Tracking the origins and development of biodiversity offsetting in academic research and its implications for conservation: A review Pages 492-503, by Coralie Calvet, Guillaume Ollivier, Claude Napoleone
In this article the authors examine the origins, characteristics and dynamics of biodiversity offsets in academic papers across three decades identifying three stages in the development of the concept in academia, and highlight the influence of specific countries, authors, research areas and articles. Findings include that non-academic institutions were particularly influential, particularly environmental NGOs. The review highlights the use of an economic rationale to frame offsets rather than an ecological one.

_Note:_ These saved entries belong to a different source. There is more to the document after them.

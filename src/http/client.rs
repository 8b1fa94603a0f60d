//! HTTP client with forge error handling.

use anyhow::{Context, Result};
use log::debug;
use reqwest::{Client, Response};
use serde::Serialize;
use serde::de::DeserializeOwned;

use super::error::ApiError;

/// HTTP client for JSON APIs. Each call is made exactly once; rejected
/// responses surface as [`ApiError`].
#[derive(Clone)]
pub struct HttpClient {
    client: Client,
}

impl HttpClient {
    /// Creates a new HTTP client wrapping the given reqwest Client.
    pub fn new(client: Client) -> Self {
        Self { client }
    }

    /// Performs a GET request and deserializes the JSON response.
    #[tracing::instrument(skip(self))]
    pub async fn get_json<T: DeserializeOwned>(&self, url: &str) -> Result<T> {
        debug!("GET JSON from {}...", url);

        let response = self
            .client
            .get(url)
            .send()
            .await
            .context("Failed to send request")?;

        parse_json(response).await
    }

    /// Performs a form-encoded POST request and deserializes the JSON response.
    #[tracing::instrument(skip(self, form))]
    pub async fn post_form_json<F, T>(&self, url: &str, form: &F) -> Result<T>
    where
        F: Serialize + ?Sized,
        T: DeserializeOwned,
    {
        debug!("POST form to {}...", url);

        let response = self
            .client
            .post(url)
            .form(form)
            .send()
            .await
            .context("Failed to send request")?;

        parse_json(response).await
    }
}

async fn parse_json<T: DeserializeOwned>(response: Response) -> Result<T> {
    let status = response.status();
    if !status.is_success() {
        let body = response.text().await.unwrap_or_default();
        debug!("Request failed with {}: {}", status, body);
        return Err(ApiError::classify(status, &body).into());
    }

    response
        .json::<T>()
        .await
        .context("Failed to parse JSON response")
}

#[cfg(test)]
mod tests {
    use super::*;

    #[derive(serde::Deserialize, Debug, PartialEq)]
    struct TestResponse {
        name: String,
        value: i32,
    }

    #[tokio::test]
    async fn test_get_json_success() {
        let mut server = mockito::Server::new_async().await;
        let url = server.url();

        let mock = server
            .mock("GET", "/test")
            .with_status(200)
            .with_header("content-type", "application/json")
            .with_body(r#"{"name": "test", "value": 42}"#)
            .create_async()
            .await;

        let client = HttpClient::new(Client::new());
        let result: TestResponse = client.get_json(&format!("{}/test", url)).await.unwrap();

        mock.assert_async().await;
        assert_eq!(result.name, "test");
        assert_eq!(result.value, 42);
    }

    #[tokio::test]
    async fn test_get_json_not_found() {
        let mut server = mockito::Server::new_async().await;
        let url = server.url();

        let mock = server
            .mock("GET", "/test")
            .with_status(404)
            .with_body(r#"{"error": "Project not found", "error_code": "ENOPROJECT"}"#)
            .expect(1)
            .create_async()
            .await;

        let client = HttpClient::new(Client::new());
        let result: Result<serde_json::Value> = client.get_json(&format!("{}/test", url)).await;

        mock.assert_async().await;
        let err = result.unwrap_err();
        let api = err.downcast_ref::<ApiError>().unwrap();
        assert!(matches!(api, ApiError::NotFound(_)));
        assert!(api.message().contains("Project not found"));
    }

    #[tokio::test]
    async fn test_server_error_is_not_retried() {
        let mut server = mockito::Server::new_async().await;
        let url = server.url();

        let mock = server
            .mock("GET", "/test")
            .with_status(503)
            .expect(1)
            .create_async()
            .await;

        let client = HttpClient::new(Client::new());
        let result: Result<serde_json::Value> = client.get_json(&format!("{}/test", url)).await;

        mock.assert_async().await;
        assert!(matches!(
            result.unwrap_err().downcast_ref::<ApiError>(),
            Some(ApiError::ServerError { status: 503, .. })
        ));
    }

    #[tokio::test]
    async fn test_post_form_json() {
        let mut server = mockito::Server::new_async().await;
        let url = server.url();

        let mock = server
            .mock("POST", "/fork")
            .match_header("content-type", "application/x-www-form-urlencoded")
            .match_body(mockito::Matcher::AllOf(vec![
                mockito::Matcher::UrlEncoded("repo".into(), "foo".into()),
                mockito::Matcher::UrlEncoded("wait".into(), "true".into()),
            ]))
            .with_status(200)
            .with_header("content-type", "application/json")
            .with_body(r#"{"name": "forked", "value": 1}"#)
            .create_async()
            .await;

        let client = HttpClient::new(Client::new());
        let result: TestResponse = client
            .post_form_json(
                &format!("{}/fork", url),
                &[("repo", "foo"), ("wait", "true")],
            )
            .await
            .unwrap();

        mock.assert_async().await;
        assert_eq!(result.name, "forked");
    }

    #[tokio::test]
    async fn test_invalid_json_body() {
        let mut server = mockito::Server::new_async().await;
        let url = server.url();

        let _mock = server
            .mock("GET", "/test")
            .with_status(200)
            .with_body("not json")
            .create_async()
            .await;

        let client = HttpClient::new(Client::new());
        let result: Result<TestResponse> = client.get_json(&format!("{}/test", url)).await;
        let err = result.unwrap_err();
        assert!(err.to_string().contains("Failed to parse JSON"));
        assert!(err.downcast_ref::<ApiError>().is_none());
    }
}
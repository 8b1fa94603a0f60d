//! Classification of failed forge API responses.

use reqwest::StatusCode;
use serde::Deserialize;

/// Error body returned by the Pagure API.
#[derive(Deserialize, Debug)]
struct ErrorBody {
    error: Option<serde_json::Value>,
    error_code: Option<String>,
}

/// A forge API request that the server rejected.
#[derive(Debug, PartialEq, Eq)]
pub enum ApiError {
    /// HTTP 401
    AuthenticationFailed(String),
    /// HTTP 403
    Forbidden(String),
    /// HTTP 404
    NotFound(String),
    /// HTTP 429
    RateLimitExceeded(String),
    /// Other 4xx responses
    ClientError { status: u16, message: String },
    /// 5xx responses
    ServerError { status: u16, message: String },
}

impl ApiError {
    /// Build an error from a response status and its raw body.
    pub fn classify(status: StatusCode, body: &str) -> Self {
        let message = error_message(body);
        match status {
            StatusCode::UNAUTHORIZED => ApiError::AuthenticationFailed(message),
            StatusCode::FORBIDDEN => ApiError::Forbidden(message),
            StatusCode::NOT_FOUND => ApiError::NotFound(message),
            StatusCode::TOO_MANY_REQUESTS => ApiError::RateLimitExceeded(message),
            s if s.is_server_error() => ApiError::ServerError {
                status: s.as_u16(),
                message,
            },
            s => ApiError::ClientError {
                status: s.as_u16(),
                message,
            },
        }
    }

    /// The server's explanation.
    pub fn message(&self) -> &str {
        match self {
            ApiError::AuthenticationFailed(msg)
            | ApiError::Forbidden(msg)
            | ApiError::NotFound(msg)
            | ApiError::RateLimitExceeded(msg) => msg,
            ApiError::ClientError { message, .. } | ApiError::ServerError { message, .. } => {
                message
            }
        }
    }
}

/// Extract a readable message from an error body, falling back to the raw text.
fn error_message(body: &str) -> String {
    match serde_json::from_str::<ErrorBody>(body) {
        Ok(ErrorBody {
            error: Some(error),
            error_code,
        }) => {
            let text = match error {
                serde_json::Value::String(s) => s,
                other => other.to_string(),
            };
            match error_code {
                Some(code) => format!("{} ({})", text, code),
                None => text,
            }
        }
        _ => body.trim().to_string(),
    }
}

impl std::fmt::Display for ApiError {
    fn fmt(&self, f: &mut std::fmt::Formatter<'_>) -> std::fmt::Result {
        match self {
            ApiError::AuthenticationFailed(msg) => {
                write!(f, "Authentication failed: {}. Check your Pagure API token.", msg)
            }
            ApiError::Forbidden(msg) => {
                write!(f, "Access forbidden: {}. The token may lack the required ACL.", msg)
            }
            ApiError::NotFound(msg) => write!(f, "Not found: {}", msg),
            ApiError::RateLimitExceeded(msg) => {
                write!(f, "Rate limit exceeded: {}. Try again later.", msg)
            }
            ApiError::ClientError { status, message } => {
                write!(f, "Request rejected (HTTP {}): {}", status, message)
            }
            ApiError::ServerError { status, message } => {
                write!(f, "Server error (HTTP {}): {}", status, message)
            }
        }
    }
}

impl std::error::Error for ApiError {}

Locking in loss: Baselines of decline in Australian biodiversity offset policies Pages 504-512, by Martine Maron, Joseph W. Bull, Megan C. Evans, Ascelin Gordon
In this article the authors examine assumptions about baseline biodiversity decline scenarios in offset projects in Australia. Determining whether an offset can compensate for a given impact requires accurate assumptions about the counterfactual scenario (or "crediting baseline") – what would have happened without the offset. Accurate crediting baseline scenarios are therefore critically important to achieving no net loss. The paper looks at crediting baselines used in policies across Australia and compares them with recent estimates of vegetation decline and finds that assumed crediting baseline declines were more than 5 times steeper than recent rates of vegetation loss. The authors conclude that crediting baselines in Australia risk exacerbating biodiversity loss.
Towards strategic offsetting of biodiversity loss using spatial prioritization concepts and tools: A case study on mining impacts in Australia Pages 513-521, by H. Kujala, A.L. Whitehead, W.K. Morris, B.A. Wintle
In this article the authors explore ways to improve offset outcomes through landscape level or "regional offset" approaches, underpinned by concepts of complementarity and irreplaceability. Irreplaceability essentially means that some sites cannot be offset due to their uniqueness. Complementarity means that mitigation measures are not taken in isolation but are identified in such a way as to improve the conservation status of key biodiversity features in the offset target area as efficiently as possible. The authors argue that although there is no optimal solution for all species, an improved understanding of regional-scale impacts will lead to a more efficient identification of offset sites and improved biodiversity outcomes.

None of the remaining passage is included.